Waterford extends 9½% '10 consent solicitation

New York, June 5 - Waterford Gaming, LLC (B1) said that it has extended the consent solicitation portion of its previously announced tender offer for its outstanding 9½% senior notes due 2010.

The deadline by which the company will continue to solicit consents from its noteholders to proposed indenture changes was extended to 5 p.m. ET on June 6, subject to possible further extension, from the previous deadline of 5 p.m. ET on May 28. Noteholders will have the right to withdraw their previous tenders and consents, if they should so choose, prior to the new consent deadline.

As of June 5, holders of $102.349 million principal amount of the notes - 100% of the outstanding amount - had executed tenders for their securities under the offer.

The tender offer will continue to the scheduled expiration deadline of midnight ET on June 11.

As previously announced, the Waterford, Conn.-based gaming operator said in its 10-Q quarterly filing with the Securities and Exchange Commission that the tender offer for its $102.349 million principal amount of notes - being run in conjunction with the company's Waterford Gaming Finance Corp. - had begun on April 15.

Waterford said that in addition to tendering for the bonds, it was seeking the consent of its noteholders to proposed indenture changes would have the effect of eliminating substantially all of the restrictive covenants and security provisions in the notes' indenture.

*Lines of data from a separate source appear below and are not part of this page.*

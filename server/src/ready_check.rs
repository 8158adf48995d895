use log::info;
use shared::{Packet, PeerId};
use std::collections::BTreeSet;

/// Barrier run after a handover: collects `PlayerReady` acknowledgments until
/// everyone connected has confirmed or the timeout fires.
///
/// The timeout itself is armed by the transfer coordinator; this type only
/// tracks who is ready.
#[derive(Debug, Clone, Default)]
pub struct ReadyCheckCoordinator {
    ready: BTreeSet<PeerId>,
    active: bool,
}

#[derive(Debug, Clone, PartialEq)]
pub struct ReadyUpdate {
    pub packet: Packet,
    pub complete: bool,
}

impl ReadyCheckCoordinator {
    pub fn new() -> Self {
        Self::default()
    }

    /// Opens a fresh check and returns the announcement.
    pub fn start(&mut self, timeout_ms: u64) -> Packet {
        self.ready.clear();
        self.active = true;
        Packet::ReadyCheckStarted {
            timeout_seconds: timeout_ms / 1000,
        }
    }

    pub fn is_active(&self) -> bool {
        self.active
    }

    /// Records a ready mark. Marks outside an active check are ignored.
    pub fn mark_ready(&mut self, peer: PeerId, total_players: usize) -> Option<ReadyUpdate> {
        if !self.active {
            return None;
        }
        self.ready.insert(peer);
        info!(
            "Peer {peer} ready ({}/{total_players})",
            self.ready.len()
        );
        Some(ReadyUpdate {
            packet: Packet::PlayerReadyUpdate {
                player_id: peer,
                ready_count: self.ready.len(),
                total_players,
            },
            complete: self.is_complete(total_players),
        })
    }

    /// Drops a departed peer's mark. Returns whether the check is now complete.
    pub fn remove_peer(&mut self, peer: PeerId, total_players: usize) -> bool {
        self.ready.remove(&peer);
        self.is_complete(total_players)
    }

    pub fn is_complete(&self, total_players: usize) -> bool {
        self.active && self.ready.len() >= total_players
    }

    /// Closes the check and returns the summary, even if nobody answered.
    pub fn finish(&mut self) -> Packet {
        self.active = false;
        Packet::ReadyCheckFinished {
            ready_players: self.ready.iter().copied().collect(),
        }
    }

    pub fn reset(&mut self) {
        self.ready.clear();
        self.active = false;
    }

    pub fn ready_players(&self) -> Vec<PeerId> {
        self.ready.iter().copied().collect()
    }
}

The company said that the tender offer and amendment of the indenture would be conditioned upon, among other things, the consummation of financing so as to provide proceeds sufficient to pay the total costs of the tender offer and consent solicitation.

On May 15, Waterford announced the extension of the consent solicitation to 5 p.m. ET on May 28 and the extension of the tender offer expiration to midnight ET on June 11, with both deadlines subject to possible further extension. It said that holders who had tendered their notes and delivered consents prior to the extension would have the right to withdraw their previous tenders and consents, if they so chose, prior to the extended expiration of the consent solicitation.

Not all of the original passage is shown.